As Kevin Arnovitz once explained nicely, Earl Clark, Phoenix Suns' rookie, has as much potential as any rookie in this class. But the 6-10 big man with guard-like skills has not exactly set the league on fire. What's going on? David Thorpe, who has spent time training Clark in the past, writes today (Insider): "Clark played for a tough taskmaster in Rick Pitino at Louisville, and I know from personal experience that the Suns rookie is an excellent listener and a hard worker if singled out and challenged. But in the NBA -- a man's league that does not put up with immaturity -- players must have some level of self-motivation to survive. This is part of Clark's problem. Additionally, Clark needs to take full accountability for what is happening so far (playing less than nine minutes a game) and not blame anyone else. That is the first step towards progress. Then he needs to resolve to work on his game each day. Until those things happen, he will continue to languish and frustrate the Suns and anyone else who knows what he's capable of as a player."
I have to admit, I'm mystified and fascinated by the resignation of Net assistant coach Del Harris. In his statement, he makes it sound like the Nets are plenty good, and his work there is done. This is the worst team in the history of the NBA! Are we really supposed to believe this is a case of the job being done? I have no insider information, and I'm not hinting at anything, but this version of events strains credibility for sure. UPDATE: Harris, who has his old job running Mark Cuban's D-League team waiting for him, insists there's no untold part of this story.
Related to the above, the Nets hardly seem like a team with its coaching strategy all hammered down. Sebastian Priuti of the Nets are Scorching on Nets' crunch time last night: "With the Nets getting another gift via the missed free throw, trailing the Pistons 96-93 with 17.7 seconds, they opted to push the ball up the court rather than call the timeout. After getting the ball past halfcourt, Courney Lee handed the ball back to Devin who decided to take a very ill-advised three-pointer a good three or four feet away from the line, airballing it. There were a number of things wrong with how that played shook out besides the fact that Harris didn’t even hit the rim on the shot. First, why not call the timeout after Kris Humphries recovered the rebound off the Richard Hamilton free throw miss? Second, if you wanted to push the ball and saw no play open up immediately, why not call the timeout then? Third, if you’re still eager to go for it all then, why is Devin Harris shooting the ball with 7 seconds a yardstick away from the three point line? Just odd playcalling/decision making by one of the guys who’s supposed to be the veteran presence on this team."

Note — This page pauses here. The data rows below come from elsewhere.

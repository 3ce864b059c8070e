use super::Engine;

use async_trait::async_trait;

use crate::{
    api::{EventAPI, LocationAPI, RouteAPI, SelectionAPI, SuggestionAPI, ViewAPI},
    entities::UiEvent,
    error::Error,
    session::Snapshot,
};

#[async_trait]
impl EventAPI for Engine {
    #[tracing::instrument(skip(self))]
    async fn dispatch(&self, event: UiEvent) -> Result<(), Error> {
        match event {
            UiEvent::Load => self.acquire_location().await,
            UiEvent::QueryChanged { text } => self.on_query_changed(&text).await,
            UiEvent::SuggestionClicked { index } => self.select_suggestion(index).await,
            UiEvent::SearchClicked => self.search().await,
            UiEvent::WaypointDragged { index, coordinates } => {
                self.drag_waypoint(index, coordinates).await
            }
        }
    }
}

#[async_trait]
impl ViewAPI for Engine {
    async fn snapshot(&self) -> Snapshot {
        self.session.lock().await.snapshot()
    }
}
use std::collections::BTreeMap;

use serde::{Deserialize, Serialize};
use uuid::Uuid;

use crate::config::MapSettings;
use crate::entities::{Coordinates, Marker, RouteOverlay};

#[derive(Clone, Debug, Serialize, Deserialize)]
pub struct TileLayer {
    pub url_template: String,
    pub attribution: String,
}

/// The rendered map: view position, base tiles and every overlay on top.
#[derive(Clone, Debug, Serialize, Deserialize)]
pub struct MapView {
    pub center: Coordinates,
    pub zoom: u8,
    pub tiles: TileLayer,
    markers: BTreeMap<Uuid, Marker>,
    routes: BTreeMap<Uuid, RouteOverlay>,
}

impl MapView {
    pub fn new(settings: &MapSettings) -> Self {
        MapView {
            center: settings.default_center,
            zoom: settings.default_zoom,
            tiles: TileLayer {
                url_template: settings.tile_url.clone(),
                attribution: settings.tile_attribution.clone(),
            },
            markers: BTreeMap::new(),
            routes: BTreeMap::new(),
        }
    }

    pub fn set_view(&mut self, center: Coordinates, zoom: u8) {
        self.center = center;
        self.zoom = zoom;
    }

    pub fn add_marker(&mut self, marker: Marker) -> Uuid {
        let id = marker.id;
        self.markers.insert(id, marker);
        id
    }

    pub fn remove_marker(&mut self, id: &Uuid) -> Option<Marker> {
        self.markers.remove(id)
    }

    pub fn add_route(&mut self, overlay: RouteOverlay) -> Uuid {
        let id = overlay.id;
        self.routes.insert(id, overlay);
        id
    }

    pub fn remove_route(&mut self, id: &Uuid) -> Option<RouteOverlay> {
        self.routes.remove(id)
    }

    pub fn marker(&self, id: &Uuid) -> Option<&Marker> {
        self.markers.get(id)
    }

    pub fn markers(&self) -> impl Iterator<Item = &Marker> {
        self.markers.values()
    }

    pub fn routes(&self) -> impl Iterator<Item = &RouteOverlay> {
        self.routes.values()
    }
}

Coming home can be hard. The Bulls killed everybody on the road, then came home and lost to the Clippers. By the Horns blogger Matt McHale explains how getting to go home isn't always the best: "Back when I was four or five years old, my mom once dragged me to visit my great grandmother on a Friday night. That was the last thing I wanted to do, not because I didn’t love my great grandma, but because Friday night was when CBS aired my favorite television show: The Incredible Hulk. I finally nagged my mom into leaving so I wouldn’t miss Bill Bixby’s first transformation into Lou Ferrigno. No sooner had we pulled into the garage than I jumped out of the car and raced to the living room ... where I promptly tripped over our dog and faceplanted directly onto the TV stand. I ended up making a trip to the emergency room, losing a tooth and missing the entire Hulk episode. My point? Sometimes you go home and fall flat on your face." (In a follow-up e-mail, McHale assures no animals were injured in the creation of this anecdote: "She was fine. Big, strong German shepherd. I couldn't tell you whether she even knew I tripped on her... mostly because I knocked myself the hell out when it happened.")

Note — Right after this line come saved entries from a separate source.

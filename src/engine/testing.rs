use std::collections::{HashMap, HashSet};
use std::sync::atomic::{AtomicUsize, Ordering};
use std::sync::{Arc, Mutex};

use async_trait::async_trait;
use geo_types::LineString;
use tokio::sync::oneshot;

use super::Engine;
use crate::{
    config::MapSettings,
    entities::{Coordinates, PlaceSuggestion, PlannedRoute},
    error::{geolocation_error, routing_error, upstream_error, Error},
    external::{Geocoder, Geolocator, PositionOptions, RoutePlanner, Services},
};

#[derive(Default)]
pub struct MockGeocoder {
    responses: Mutex<HashMap<String, Vec<PlaceSuggestion>>>,
    failing: Mutex<HashSet<String>>,
    gates: Mutex<HashMap<String, oneshot::Receiver<()>>>,
    queries: Mutex<Vec<String>>,
}

impl MockGeocoder {
    pub fn respond(&self, query: &str, suggestions: Vec<PlaceSuggestion>) {
        self.responses
            .lock()
            .unwrap()
            .insert(query.into(), suggestions);
    }

    pub fn fail(&self, query: &str) {
        self.failing.lock().unwrap().insert(query.into());
    }

    /// Holds the response to `query` back until the returned sender fires.
    pub fn hold(&self, query: &str) -> oneshot::Sender<()> {
        let (tx, rx) = oneshot::channel();
        self.gates.lock().unwrap().insert(query.into(), rx);
        tx
    }

    pub fn queries(&self) -> Vec<String> {
        self.queries.lock().unwrap().clone()
    }
}

#[async_trait]
impl Geocoder for MockGeocoder {
    async fn search(&self, query: &str) -> Result<Vec<PlaceSuggestion>, Error> {
        self.queries.lock().unwrap().push(query.into());

        let gate = self.gates.lock().unwrap().remove(query);
        if let Some(gate) = gate {
            let _ = gate.await;
        }

        if self.failing.lock().unwrap().contains(query) {
            return Err(upstream_error());
        }

        let suggestions = self
            .responses
            .lock()
            .unwrap()
            .get(query)
            .cloned()
            .unwrap_or_default();

        Ok(suggestions)
    }
}

pub struct MockGeolocator {
    outcome: Result<Coordinates, String>,
    calls: AtomicUsize,
}

impl MockGeolocator {
    pub fn at(coordinates: Coordinates) -> Self {
        Self {
            outcome: Ok(coordinates),
            calls: AtomicUsize::new(0),
        }
    }

    pub fn failing(reason: &str) -> Self {
        Self {
            outcome: Err(reason.into()),
            calls: AtomicUsize::new(0),
        }
    }

    pub fn calls(&self) -> usize {
        self.calls.load(Ordering::SeqCst)
    }
}

#[async_trait]
impl Geolocator for MockGeolocator {
    async fn current_position(&self, _options: PositionOptions) -> Result<Coordinates, Error> {
        self.calls.fetch_add(1, Ordering::SeqCst);
        self.outcome.clone().map_err(geolocation_error)
    }
}

#[derive(Default)]
pub struct MockPlanner {
    requests: Mutex<Vec<Vec<Coordinates>>>,
    failing: Mutex<bool>,
    gates: Mutex<Vec<(Vec<Coordinates>, oneshot::Receiver<()>)>>,
}

impl MockPlanner {
    pub fn requests(&self) -> Vec<Vec<Coordinates>> {
        self.requests.lock().unwrap().clone()
    }

    pub fn fail(&self) {
        *self.failing.lock().unwrap() = true;
    }

    /// Holds the plan for `waypoints` back until the returned sender fires.
    pub fn hold(&self, waypoints: Vec<Coordinates>) -> oneshot::Sender<()> {
        let (tx, rx) = oneshot::channel();
        self.gates.lock().unwrap().push((waypoints, rx));
        tx
    }
}

#[async_trait]
impl RoutePlanner for MockPlanner {
    async fn plan(&self, waypoints: &[Coordinates]) -> Result<PlannedRoute, Error> {
        self.requests.lock().unwrap().push(waypoints.to_vec());

        let gate = {
            let mut gates = self.gates.lock().unwrap();
            gates
                .iter()
                .position(|(held, _)| held == waypoints)
                .map(|idx| gates.remove(idx).1)
        };
        if let Some(gate) = gate {
            let _ = gate.await;
        }

        if *self.failing.lock().unwrap() {
            return Err(routing_error("Impossible route between points"));
        }

        let path: LineString<f64> = waypoints
            .iter()
            .map(|c| (c.lng, c.lat))
            .collect::<Vec<_>>()
            .into();

        Ok(PlannedRoute {
            waypoints: waypoints.to_vec(),
            path,
            distance: 1000.0,
            duration: 120.0,
        })
    }
}

pub struct Mocks {
    pub geocoder: Arc<MockGeocoder>,
    pub geolocator: Option<Arc<MockGeolocator>>,
    pub planner: Arc<MockPlanner>,
}

pub fn map_settings() -> MapSettings {
    MapSettings {
        default_center: Coordinates::new(14.617776, 121.10257),
        default_zoom: 13,
        located_zoom: 14,
        tile_url: "https://{s}.tile.openstreetmap.org/{z}/{x}/{y}.png".into(),
        tile_attribution: "&copy; OpenStreetMap contributors".into(),
    }
}

pub fn engine_with(geolocator: Option<MockGeolocator>) -> (Engine, Mocks) {
    let geocoder = Arc::new(MockGeocoder::default());
    let planner = Arc::new(MockPlanner::default());
    let geolocator = geolocator.map(Arc::new);

    let services = Services {
        geocoder: geocoder.clone(),
        geolocator: geolocator
            .clone()
            .map(|g| g as Arc<dyn Geolocator>),
        planner: planner.clone(),
    };

    let engine = Engine::new(services, &map_settings(), PositionOptions::default());

    (
        engine,
        Mocks {
            geocoder,
            geolocator,
            planner,
        },
    )
}

pub const USER: Coordinates = Coordinates {
    lat: 14.5764,
    lng: 121.0851,
};

pub fn manila_candidates() -> Vec<PlaceSuggestion> {
    vec![
        PlaceSuggestion::new(
            "Manila, Capital District, Metro Manila, Philippines",
            Coordinates::new(14.5904492, 120.9803621),
        ),
        PlaceSuggestion::new(
            "Manila Bay, Philippines",
            Coordinates::new(14.5825, 120.973),
        ),
        PlaceSuggestion::new(
            "Manila Ocean Park, Ermita, Manila, Philippines",
            Coordinates::new(14.5792, 120.9724),
        ),
    ]
}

Kevin Arnovitz shows on video how the Clippers' defense defined that game.
You know how LeBron James has always needed that ideal playmaker to run alongside him? Maybe he's that guy. John Krolik of Cavs the Blog: "I’m running out of superlatives for LeBron James’ passing over this stretch of games. Since Mo’s injury, LeBron is averaging 10.7 assists per game. He’s been the only true playmaker on the floor for the Cavs, and he’s been making it work."

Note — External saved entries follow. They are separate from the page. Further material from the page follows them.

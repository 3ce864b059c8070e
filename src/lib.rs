pub mod api;
pub mod config;
pub mod engine;
pub mod entities;
pub mod error;
pub mod external;
pub mod map;
pub mod server;
pub mod session;
pub mod ui;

Andre Iguodala, no slouch himself, says Rodney Carney is easily the best dunker on the Sixers.
Very interesting to note that good NBA teams tend to be good at all of Dean Oliver's "four factors." But if they're going to slip in one category, it tends to be turnovers. The Cavaliers, Magic, Spurs, Celtics -- none are outstanding in that regard.
Shane Battier dunked last night. Yes, that's rare enough to be worth pointing out.